● Assignment: Whenever a line below mentions the word "core", that line should be copied.

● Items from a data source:
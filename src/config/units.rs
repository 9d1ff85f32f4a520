//! Unit types for machine quantities.
//!
//! Provides type-safe representations of step positions, coordinate pairs,
//! speed settings, and pen pressure to prevent unit confusion at compile time.

use core::ops::{Add, Mul, Neg, Sub};

use serde::Deserialize;

use crate::error::ConfigError;

/// Axis position in microsteps (absolute from the homed origin).
///
/// Negative values below zero are reserved for the pre-home travel zone:
/// the mat-edge margin on X and the home-switch approach lead on Y.
#[derive(Debug, Clone, Copy, PartialEq, Eq, PartialOrd, Ord, Default, Deserialize)]
#[cfg_attr(feature = "defmt", derive(defmt::Format))]
#[serde(transparent)]
pub struct Steps(pub i32);

impl Steps {
    /// Create a new Steps value.
    #[inline]
    pub const fn new(value: i32) -> Self {
        Self(value)
    }

    /// Get the raw value.
    #[inline]
    pub const fn value(self) -> i32 {
        self.0
    }

    /// Get absolute value as u32.
    #[inline]
    pub fn abs(self) -> u32 {
        self.0.unsigned_abs()
    }

    /// Checked addition, `None` on i32 overflow.
    #[inline]
    pub fn checked_add(self, rhs: Self) -> Option<Self> {
        self.0.checked_add(rhs.0).map(Self)
    }
}

impl Add for Steps {
    type Output = Self;

    fn add(self, rhs: Self) -> Self::Output {
        Self(self.0 + rhs.0)
    }
}

impl Sub for Steps {
    type Output = Self;

    fn sub(self, rhs: Self) -> Self::Output {
        Self(self.0 - rhs.0)
    }
}

impl Neg for Steps {
    type Output = Self;

    fn neg(self) -> Self::Output {
        Self(-self.0)
    }
}

impl Mul<i32> for Steps {
    type Output = Self;

    fn mul(self, rhs: i32) -> Self::Output {
        Self(self.0 * rhs)
    }
}

/// A machine coordinate pair in steps.
///
/// X is the mat-feed axis, Y the carriage axis.
#[derive(Debug, Clone, Copy, PartialEq, Eq, Default)]
#[cfg_attr(feature = "defmt", derive(defmt::Format))]
pub struct Point {
    /// Mat-feed axis position.
    pub x: Steps,
    /// Carriage axis position.
    pub y: Steps,
}

impl Point {
    /// The absolute origin `(0, 0)`.
    pub const ORIGIN: Self = Self {
        x: Steps(0),
        y: Steps(0),
    };

    /// Create a new point.
    #[inline]
    pub const fn new(x: Steps, y: Steps) -> Self {
        Self { x, y }
    }

    /// Create a point from raw step counts.
    #[inline]
    pub const fn steps(x: i32, y: i32) -> Self {
        Self {
            x: Steps(x),
            y: Steps(y),
        }
    }

    /// Translate by an offset, `None` if either axis overflows i32.
    #[inline]
    pub fn checked_translate(self, offset: Point) -> Option<Point> {
        Some(Point {
            x: self.x.checked_add(offset.x)?,
            y: self.y.checked_add(offset.y)?,
        })
    }
}

impl Add for Point {
    type Output = Self;

    fn add(self, rhs: Self) -> Self::Output {
        Self {
            x: self.x + rhs.x,
            y: self.y + rhs.y,
        }
    }
}

impl Sub for Point {
    type Output = Self;

    fn sub(self, rhs: Self) -> Self::Output {
        Self {
            x: self.x - rhs.x,
            y: self.y - rhs.y,
        }
    }
}

/// Step-rate setting forwarded to the tick source.
///
/// The scale is owned by the [`StepClock`](crate::hal::StepClock)
/// implementation; higher means faster. Front panels typically step this
/// up and down by one around a mid-scale default.
#[derive(Debug, Clone, Copy, PartialEq, Eq, PartialOrd, Ord, Deserialize)]
#[cfg_attr(feature = "defmt", derive(defmt::Format))]
#[serde(transparent)]
pub struct Speed(pub u8);

impl Speed {
    /// Create a new Speed value.
    #[inline]
    pub const fn new(value: u8) -> Self {
        Self(value)
    }

    /// Get the raw value.
    #[inline]
    pub const fn value(self) -> u8 {
        self.0
    }
}

/// Pen (or blade) pressure as a 10-bit PWM setting.
///
/// Applied to the pressure PWM as a `value / 1023` duty fraction.
/// Validated at construction to stay within the 10-bit range.
#[derive(Debug, Clone, Copy, PartialEq, Eq, PartialOrd, Ord)]
#[cfg_attr(feature = "defmt", derive(defmt::Format))]
pub struct Pressure(u16);

impl Pressure {
    /// Full pressure (maximum duty).
    pub const MAX: Self = Self(1023);

    /// Create a new Pressure value with validation.
    ///
    /// # Errors
    ///
    /// Returns `ConfigError::InvalidPressure` if the value exceeds the
    /// 10-bit range.
    pub fn new(value: u16) -> Result<Self, ConfigError> {
        if value <= Self::MAX.0 {
            Ok(Self(value))
        } else {
            Err(ConfigError::InvalidPressure(value))
        }
    }

    /// Get the raw value.
    #[inline]
    pub const fn value(self) -> u16 {
        self.0
    }
}

impl TryFrom<u16> for Pressure {
    type Error = ConfigError;

    fn try_from(value: u16) -> Result<Self, Self::Error> {
        Self::new(value)
    }
}

impl<'de> Deserialize<'de> for Pressure {
    fn deserialize<D>(deserializer: D) -> Result<Self, D::Error>
    where
        D: serde::Deserializer<'de>,
    {
        use core::fmt::Write;
        let value = u16::deserialize(deserializer)?;
        Pressure::new(value).map_err(|e| {
            let mut buf = heapless::String::<128>::new();
            let _ = write!(buf, "{}", e);
            serde::de::Error::custom(buf.as_str())
        })
    }
}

● Result of the task:
use core::ops::{Add, Mul, Neg, Sub};
        use core::fmt::Write;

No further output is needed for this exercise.